> **Exercise**: The response should be the lines of the data, starting at the first and ending at the one that contains "the originating operation.", copied without change.

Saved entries
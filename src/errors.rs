//! Error Types
//!
//! This module defines the error types used throughout the engine core.
//!
//! # Overview
//!
//! The main error type [`RelicError`] covers all failure modes including:
//! - Resource group lifecycle errors (duplicate or unknown groups)
//! - Archive lookup failures
//! - Malformed mesh streams and unsupported format directions
//!
//! # Usage
//!
//! All public APIs return [`Result<T>`] which is an alias for
//! `std::result::Result<T, RelicError>`.

use thiserror::Error;

/// The main error type for the Relic engine core.
///
/// Each variant corresponds to one condition kind; the payload is a
/// human-readable message naming the originating operation.
#[derive(Error, Debug)]
pub enum RelicError {
    // ========================================================================
    // Naming & Lookup Errors
    // ========================================================================
    /// A named item already exists where a fresh name was required.
    #[error("Duplicate item: {0}")]
    DuplicateItem(String),

    /// A named group, resource manager, resource, or required chunk is
    /// missing.
    #[error("Item not found: {0}")]
    ItemNotFound(String),

    /// An archive lookup was exhausted without a match.
    #[error("File not found: {0}")]
    FileNotFound(String),

    // ========================================================================
    // Input & Stream Errors
    // ========================================================================
    /// Malformed input, e.g. a bad chunk-size header or a mesh exported
    /// without bounds.
    #[error("Invalid parameters: {0}")]
    InvalidParams(String),

    /// A stream-consistency violation, e.g. a vertex-buffer size that does
    /// not match its declared stride.
    #[error("Internal error: {0}")]
    InternalError(String),

    /// A format direction that is not supported.
    #[error("Unsupported: {0}")]
    Unsupported(String),

    // ========================================================================
    // I/O Errors
    // ========================================================================
    /// File or stream I/O error.
    #[error("IO error: {0}")]
    Io(#[from] std::io::Error),

    /// Zip container error.
    #[error("Zip archive error: {0}")]
    Zip(String),
}

impl From<zip::result::ZipError> for RelicError {
    fn from(err: zip::result::ZipError) -> Self {
        RelicError::Zip(err.to_string())
    }
}

/// Alias for `Result<T, RelicError>`.
pub type Result<T> = std::result::Result<T, RelicError>;

/// Funnels a raised condition through the logging sink before propagating.
///
/// Every error surfaced by the group manager and the serializer goes through
/// here, so failures are recorded even if the caller discards the message.
pub(crate) fn fail<T>(err: RelicError) -> Result<T> {
    log::error!("{err}");
    Err(err)
}
//! Mesh data model.
//!
//! The in-memory graph the serializer populates: a [`Mesh`] owns optional
//! shared [`VertexData`], a list of [`SubMesh`]es, an optional skeleton link
//! with bone assignments, an optional LOD table, bounds, a submesh name
//! table, and per-LOD edge lists for shadow-volume extrusion.

use glam::{Vec3, Vec4};
use rustc_hash::FxHashMap;

use crate::errors::{RelicError, Result, fail};
use crate::resources::vertex::{IndexData, VertexData};

/// Axis-aligned bounding box.
#[derive(Debug, Clone, Copy, Default, PartialEq)]
pub struct BoundingBox {
    pub min: Vec3,
    pub max: Vec3,
}

impl BoundingBox {
    #[must_use]
    pub fn center(&self) -> Vec3 {
        (self.min + self.max) * 0.5
    }

    #[must_use]
    pub fn size(&self) -> Vec3 {
        self.max - self.min
    }
}

/// Precomputed mesh bounds: AABB plus bounding-sphere radius.
#[derive(Debug, Clone, Copy, PartialEq)]
pub struct MeshBounds {
    pub aabb: BoundingBox,
    pub radius: f32,
}

/// One vertex → bone influence.
#[derive(Debug, Clone, Copy, PartialEq)]
pub struct VertexBoneAssignment {
    pub vertex_index: u32,
    pub bone_index: u16,
    pub weight: f32,
}

/// Primitive assembly of a submesh.
#[derive(Debug, Clone, Copy, PartialEq, Eq)]
#[repr(u16)]
pub enum OperationType {
    PointList = 1,
    LineList = 2,
    LineStrip = 3,
    TriangleList = 4,
    TriangleStrip = 5,
    TriangleFan = 6,
}

impl OperationType {
    #[must_use]
    pub fn to_disk(self) -> u16 {
        self as u16
    }

    pub fn from_disk(code: u16) -> Result<Self> {
        Ok(match code {
            1 => Self::PointList,
            2 => Self::LineList,
            3 => Self::LineStrip,
            4 => Self::TriangleList,
            5 => Self::TriangleStrip,
            6 => Self::TriangleFan,
            _ => {
                return Err(RelicError::InvalidParams(format!(
                    "unknown operation type code {code}"
                )));
            }
        })
    }
}

/// One part of a mesh drawn with a single material.
#[derive(Debug, Default)]
pub struct SubMesh {
    pub material_name: String,
    /// When set, vertices come from the mesh's shared geometry and
    /// `vertex_data` is `None`.
    pub use_shared_vertices: bool,
    pub vertex_data: Option<VertexData>,
    pub index_data: IndexData,
    pub operation: OperationType,
    pub bone_assignments: Vec<VertexBoneAssignment>,
    /// Generated LOD index lists, one per reduced level (level 1 first).
    /// Empty for manual-LOD and un-LOD'd meshes.
    pub lod_face_lists: Vec<IndexData>,
}

impl Default for OperationType {
    fn default() -> Self {
        Self::TriangleList
    }
}

/// One reduced-detail level.
#[derive(Debug, Clone, PartialEq)]
pub struct LodUsage {
    /// Camera depth beyond which this level kicks in.
    pub from_depth: f32,
    /// Alternate mesh name; present only in manual LOD tables. Resolution is
    /// lazy, the mesh is looked up when the level is first rendered.
    pub manual_name: Option<String>,
}

/// The mesh-wide LOD table.
///
/// A mesh is either entirely manual or entirely generated; the format does
/// not support mixing the two within one mesh.
#[derive(Debug, Clone, Default, PartialEq)]
pub struct MeshLod {
    pub manual: bool,
    /// Reduced levels only; the base level is the mesh itself.
    pub usages: Vec<LodUsage>,
}

impl MeshLod {
    /// Level count including the base level.
    #[must_use]
    pub fn level_count(&self) -> u16 {
        self.usages.len() as u16 + 1
    }
}

/// One triangle of edge-adjacency data, tagged with the vertex/index sets it
/// was built from.
#[derive(Debug, Clone, Copy, PartialEq)]
pub struct EdgeTriangle {
    pub index_set: u32,
    pub vertex_set: u32,
    pub vert_index: [u32; 3],
    pub shared_vert_index: [u32; 3],
    /// Face plane equation (normal + distance).
    pub normal: Vec4,
}

/// One silhouette edge.
#[derive(Debug, Clone, Copy, PartialEq)]
pub struct Edge {
    pub tri_index: [u32; 2],
    pub vert_index: [u32; 2],
    pub shared_vert_index: [u32; 2],
    pub degenerate: bool,
}

/// Edges grouped by the vertex set they index into.
#[derive(Debug, Clone, Default, PartialEq)]
pub struct EdgeGroup {
    pub vertex_set: u32,
    pub edges: Vec<Edge>,
}

/// Full triangle/edge adjacency for one LOD level.
#[derive(Debug, Clone, Default, PartialEq)]
pub struct EdgeData {
    pub triangles: Vec<EdgeTriangle>,
    pub groups: Vec<EdgeGroup>,
}

/// A discrete 3D asset: shared or per-submesh geometry, skeleton binding,
/// LOD, bounds, and shadow-volume adjacency.
#[derive(Debug, Default)]
pub struct Mesh {
    name: String,
    pub shared_vertex_data: Option<VertexData>,
    pub submeshes: Vec<SubMesh>,
    pub skeleton_name: Option<String>,
    /// Bone assignments against the shared geometry.
    pub bone_assignments: Vec<VertexBoneAssignment>,
    pub lod: Option<MeshLod>,
    pub bounds: Option<MeshBounds>,
    submesh_names: FxHashMap<String, u16>,
    /// Per-LOD edge lists, base level first. `None` marks a manual level that
    /// borrows another mesh's topology.
    pub edge_lists: Vec<Option<EdgeData>>,
    /// Set when the source stream predates stored edge lists; the render
    /// system rebuilds them on demand.
    pub auto_build_edge_lists: bool,
}

impl Mesh {
    #[must_use]
    pub fn new(name: &str) -> Self {
        Self {
            name: name.to_string(),
            ..Self::default()
        }
    }

    #[inline]
    #[must_use]
    pub fn name(&self) -> &str {
        &self.name
    }

    #[must_use]
    pub fn has_skeleton(&self) -> bool {
        self.skeleton_name.is_some()
    }

    /// Appends a submesh and returns its index.
    pub fn add_submesh(&mut self, submesh: SubMesh) -> u16 {
        self.submeshes.push(submesh);
        (self.submeshes.len() - 1) as u16
    }

    /// Names a submesh for later index lookup. Fails with `DuplicateItem`
    /// when the name is taken and `ItemNotFound` when the index is out of
    /// range.
    pub fn name_submesh(&mut self, name: &str, index: u16) -> Result<()> {
        if (index as usize) >= self.submeshes.len() {
            return fail(RelicError::ItemNotFound(format!(
                "submesh index {index} out of range in mesh '{}'",
                self.name
            )));
        }
        if self.submesh_names.contains_key(name) {
            return fail(RelicError::DuplicateItem(format!(
                "submesh name '{name}' in mesh '{}'",
                self.name
            )));
        }
        self.submesh_names.insert(name.to_string(), index);
        Ok(())
    }

    #[must_use]
    pub fn submesh_index(&self, name: &str) -> Option<u16> {
        self.submesh_names.get(name).copied()
    }

    #[must_use]
    pub fn submesh_names(&self) -> &FxHashMap<String, u16> {
        &self.submesh_names
    }

    /// LOD level count including the base level.
    #[must_use]
    pub fn lod_level_count(&self) -> u16 {
        self.lod.as_ref().map_or(1, MeshLod::level_count)
    }

    pub fn set_bounds(&mut self, min: Vec3, max: Vec3, radius: f32) {
        self.bounds = Some(MeshBounds {
            aabb: BoundingBox { min, max },
            radius,
        });
    }
}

> **Answer for the task**:
filename src/errors.rs
//! Error Types
//!
//! This module defines the error types used throughout the engine core.
//!
//! # Overview
//!
//! The main error type [`RelicError`] covers all failure modes including:
//! - Resource group lifecycle errors (duplicate or unknown groups)
//! - Archive lookup failures
//! - Malformed mesh streams and unsupported format directions
//!
//! # Usage
//!
//! All public APIs return [`Result<T>`] which is an alias for
//! `std::result::Result<T, RelicError>`.

use thiserror::Error;

/// The main error type for the Relic engine core.
///
/// Each variant corresponds to one condition kind; the payload is a
/// human-readable message naming the originating operation.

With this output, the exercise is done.